The trick is in the mix. 100% clean energy (wind, solar, hydro) might be somewhat of a challenge. But it is rather easy to raise its share of the total energy production to about 80%. The rest would be provided mostly by gas, and perhaps a very few coal plants, which would run only in absolute emergency times. This would reduce our carbon footprint considerably. And for this, the additional cost is very small, if not already money can be saved. When we are at 80% renewable, we can then discuss the technical and financial requirements for the rest.
> it is rather easy to raise its share of the total energy production to about 80%
I know advocates claim this, but I am highly skeptical. The problem is capacity factor: yes, you might be able to build enough wind farms and solar panels (hydro is pretty much already built out--every site that is feasible for hydroelectric power in significant quantity already has a dam) so that their nominal capacity, if they were all running 24-7 at their rated output, exceeds 80% of total world energy usage. But they won't ever be running 24-7 at their rated output; not even close. Typical capacity factors, AFAIK, are less than 30% for these sources. Whereas nuclear plants (and fossil fuel plants, but we're assuming those are out of bounds since we're talking about clean energy) can run close to 24-7 at their rated output; typical capacity factors exceed 95%.

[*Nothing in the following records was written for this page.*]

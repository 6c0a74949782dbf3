// Copyright (c) 2025 Erick Bourgeois, firestoned
// SPDX-License-Identifier: MIT

//! Common label and annotation constants used across reconcilers and the webhook.
//!
//! This module defines standard Kubernetes labels and the operator-specific
//! labels/annotations to ensure consistency across all resources the operator
//! creates or mutates.

// ============================================================================
// Kubernetes Standard Labels
// https://kubernetes.io/docs/concepts/overview/working-with-objects/common-labels/
// ============================================================================

/// Standard label for the component name within the architecture
pub const K8S_COMPONENT: &str = "app.kubernetes.io/component";

/// Standard label for the tool being used to manage the operation of an application
pub const K8S_MANAGED_BY: &str = "app.kubernetes.io/managed-by";

/// Standard label for the name of the application
pub const K8S_NAME: &str = "app.kubernetes.io/name";

/// Standard label for a unique name identifying the instance of an application
pub const K8S_INSTANCE: &str = "app.kubernetes.io/instance";

/// Standard label for the version of an application
pub const K8S_VERSION: &str = "app.kubernetes.io/version";

/// Node label holding the CPU architecture
pub const K8S_ARCH: &str = "kubernetes.io/arch";

/// Node label holding the operating system
pub const K8S_OS: &str = "kubernetes.io/os";

/// Node label holding the host name
pub const K8S_HOSTNAME: &str = "kubernetes.io/hostname";

/// Node label holding the availability zone
pub const K8S_ZONE: &str = "topology.kubernetes.io/zone";

/// Pod label holding the `StatefulSet` pod name
pub const STATEFULSET_POD_NAME: &str = "statefulset.kubernetes.io/pod-name";

/// Pod label holding the `StatefulSet` pod ordinal
pub const STATEFULSET_POD_INDEX: &str = "apps.kubernetes.io/pod-index";

// ============================================================================
// Label Values
// ============================================================================

/// Value for `app.kubernetes.io/managed-by`
pub const MANAGED_BY_OPERATOR: &str = "dynatrace-operator";

/// Value for `app.kubernetes.io/name`
pub const APP_NAME: &str = "dynatrace-operator";

/// Component value for the OpenTelemetry collector
pub const COMPONENT_OTEL_COLLECTOR: &str = "dynatrace-otel-collector";

/// Component value for `EdgeConnect`
pub const COMPONENT_EDGE_CONNECT: &str = "dynatrace-edgeconnect";

// ============================================================================
// Operator Labels
// ============================================================================

/// Namespace label naming the `DynaKube` that governs injection in that namespace
pub const INJECTION_INSTANCE_LABEL: &str = "dynakube.internal.dynatrace.com/instance";

// ============================================================================
// Workload Annotations
// ============================================================================

/// Structural hash of a workload built by the operator
pub const ANNOTATION_HASH: &str = "dynatrace.com/hash";

/// Hash of the custom telemetry ingest TLS secret
pub const ANNOTATION_TELEMETRY_INGEST_SECRET_HASH: &str =
    "dynatrace.com/telemetry-ingest-secret-hash";

/// Hash of the generated collector configuration
pub const ANNOTATION_TELEMETRY_INGEST_CONFIG_HASH: &str =
    "dynatrace.com/telemetry-ingest-config-hash";

/// Hash of the extensions controller TLS secret
pub const ANNOTATION_EXTENSIONS_SECRET_HASH: &str = "dynatrace.com/extensions-secret-hash";

// ============================================================================
// Feature Flags
// ============================================================================

/// Prefix of every feature flag annotation on a `DynaKube`
pub const FEATURE_FLAG_PREFIX: &str = "feature.dynatrace.com/";

// ============================================================================
// Injection Annotations
// ============================================================================

/// Global opt-out annotation on pods
pub const ANNOTATION_DYNATRACE_INJECT: &str = "dynatrace.com/inject";

/// Stamped on every pod that went through the injection path
pub const ANNOTATION_DYNATRACE_INJECTED: &str = "dynakube.dynatrace.com/injected";

/// Prefix of per-container exclusion annotations (`container.inject.dynatrace.com/<name>`)
pub const ANNOTATION_CONTAINER_INJECTION_PREFIX: &str = "container.inject.dynatrace.com/";

/// Agent opt-in/out annotation on pods
pub const ANNOTATION_ONE_AGENT_INJECT: &str = "oneagent.dynatrace.com/inject";

/// Agent sentinel annotation on pods
pub const ANNOTATION_ONE_AGENT_INJECTED: &str = "oneagent.dynatrace.com/injected";

/// Reason the agent was not injected
pub const ANNOTATION_ONE_AGENT_REASON: &str = "oneagent.dynatrace.com/reason";

/// Technologies the agent should be restricted to
pub const ANNOTATION_ONE_AGENT_TECHNOLOGIES: &str = "oneagent.dynatrace.com/technologies";

/// Install path override of the agent
pub const ANNOTATION_ONE_AGENT_INSTALL_PATH: &str = "oneagent.dynatrace.com/install-path";

/// Failure policy override of the install container
pub const ANNOTATION_FAILURE_POLICY: &str = "oneagent.dynatrace.com/failure-policy";

/// Metadata enrichment opt-in/out annotation on pods
pub const ANNOTATION_METADATA_ENRICHMENT_INJECT: &str = "metadata-enrichment.dynatrace.com/inject";

/// Metadata enrichment sentinel annotation on pods
pub const ANNOTATION_METADATA_ENRICHMENT_INJECTED: &str =
    "metadata-enrichment.dynatrace.com/injected";

/// Data ingest opt-in/out annotation on pods
pub const ANNOTATION_DATA_INGEST_INJECT: &str = "data-ingest.dynatrace.com/inject";

/// Data ingest sentinel annotation on pods
pub const ANNOTATION_DATA_INGEST_INJECTED: &str = "data-ingest.dynatrace.com/injected";

/// Prefix of namespace annotations copied to pods by metadata enrichment
pub const METADATA_PREFIX: &str = "metadata.dynatrace.com/";

/// Workload kind annotation written by metadata enrichment
pub const ANNOTATION_WORKLOAD_KIND: &str = "metadata.dynatrace.com/dt.kubernetes.workload.kind";

/// Workload name annotation written by metadata enrichment
pub const ANNOTATION_WORKLOAD_NAME: &str = "metadata.dynatrace.com/dt.kubernetes.workload.name";

/// Annotation on OpenShift debug pods naming the source container
pub const ANNOTATION_OC_DEBUG_SOURCE_CONTAINER: &str = "debug.openshift.io/source-container";

/// Annotation on OpenShift debug pods naming the source resource
pub const ANNOTATION_OC_DEBUG_SOURCE_RESOURCE: &str = "debug.openshift.io/source-resource";

// ============================================================================
// Label Version Detection
// ============================================================================

/// Namespace annotation overriding the field path of `DT_RELEASE_VERSION`
pub const ANNOTATION_RELEASE_VERSION: &str = "mapping.release.dynatrace.com/version";

/// Namespace annotation overriding the field path of `DT_RELEASE_PRODUCT`
pub const ANNOTATION_RELEASE_PRODUCT: &str = "mapping.release.dynatrace.com/product";

/// Namespace annotation overriding the field path of `DT_RELEASE_STAGE`
pub const ANNOTATION_RELEASE_STAGE: &str = "mapping.release.dynatrace.com/stage";

/// Namespace annotation overriding the field path of `DT_RELEASE_BUILD_VERSION`
pub const ANNOTATION_RELEASE_BUILD_VERSION: &str = "mapping.release.dynatrace.com/build-version";

/// Default field path of `DT_RELEASE_VERSION`
pub const DEFAULT_RELEASE_VERSION_PATH: &str = "metadata.labels['app.kubernetes.io/version']";

/// Default field path of `DT_RELEASE_PRODUCT`
pub const DEFAULT_RELEASE_PRODUCT_PATH: &str = "metadata.labels['app.kubernetes.io/part-of']";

It is also quite possible and affordable to produce 80% taking the 30% capacity factor into account. Germany is already at 30% of all electricity being produced by renewables. The capacity factor only tells you how many you need to build.
That a nuclear power plant runs 24/7 causes also a lot of problems, because energy consumption heavily changes over the course of a day, especially at night there is little demand, and you cannot throttle a nuclear power plant quickly enough. That is why Belgium built illumination systems for all their highways, just to get rid of surplus nuclear power at night.
I doubt the 95% capacity factor for nuclear plants - perhaps for freshly built stations. Nuclear appears to be very reliable, but there are actually quite a lot of issues. One is, that for technical reasons, a nuclear power plant might have to be shut down entirely with no forewarning. This happens quite regular and has to be compensated for by the grid. Currently 50% of the German power plants are down for maintenance, and about 25% of the French, which caused electricity shortages in France last winter. And nuclear plants even are sensitive to the weather, because in hot summers or dry winters there might not be enough cooling water in the rivers that support their cooling needs.
"We have to get to 80%, then we can talk about cost"? Is this like the "we have to do it to find out if we can afford it" version of "we have to pass it to find out what's in it"?
No. Up to 80% the cost of renewables is, what you pay to set up the solar cells or wind generators. And these costs are known and quite competitive (if not cheaper already) to building a new coal plant, and definitely cheaper than building a nuclear plant. If there is enough controllable power generation in the other 20%, by todays technology that would be gas power plants mostly, this is about how far smart grids can deal with the varying nature of the renewables. Only going beyond 80% there are significant additional costs for storage. But as battery costs are significantly falling, it makes only sense to discuss the costs, when we really need them and then know the true numbers, as this is quite a few years in the future.
I think the idea of enormous batteries storing megawatts of power is potentially more dangerous than nuclear plants. At least reactors have control rods, but what do you do with a huge battery with an internal short? And compared to stores of coal, oil, or gas, at least they won't spontaneously combust like batteries have the potential to.
No, there is no comparison. Large battery storage are not a single large battery, but is split in small units. So, if there is a short, a few cells, at worst one rack of batteries burns down, the other batteries in the storage facility are physically separate.
Fukushima has shown us, how severely things can go wrong. The reactor was completely shut down, but that didn't help much. Even with the control rods deployed, these reactors had a thermal load of several megawatts, and when the cooling failed to keep up with this load, 2 of the reactor cores melted, and the landscape around was contaminated. Pure luck that it wasn't worse and most of the radioactivity went out to the ocean.
> Fukushima has shown us, how severely things can go wrong.
It should be emphasized, though, that this had nothing to do with the reactor; it was bad siting of the backup generators and switchgear for decay heat cooling. Other reactors in the same complex that did not suffer from this problem had no issues.
Also, newer reactor designs do not need a backup generator for decay heat cooling, so they are not vulnerable to this failure mode at all.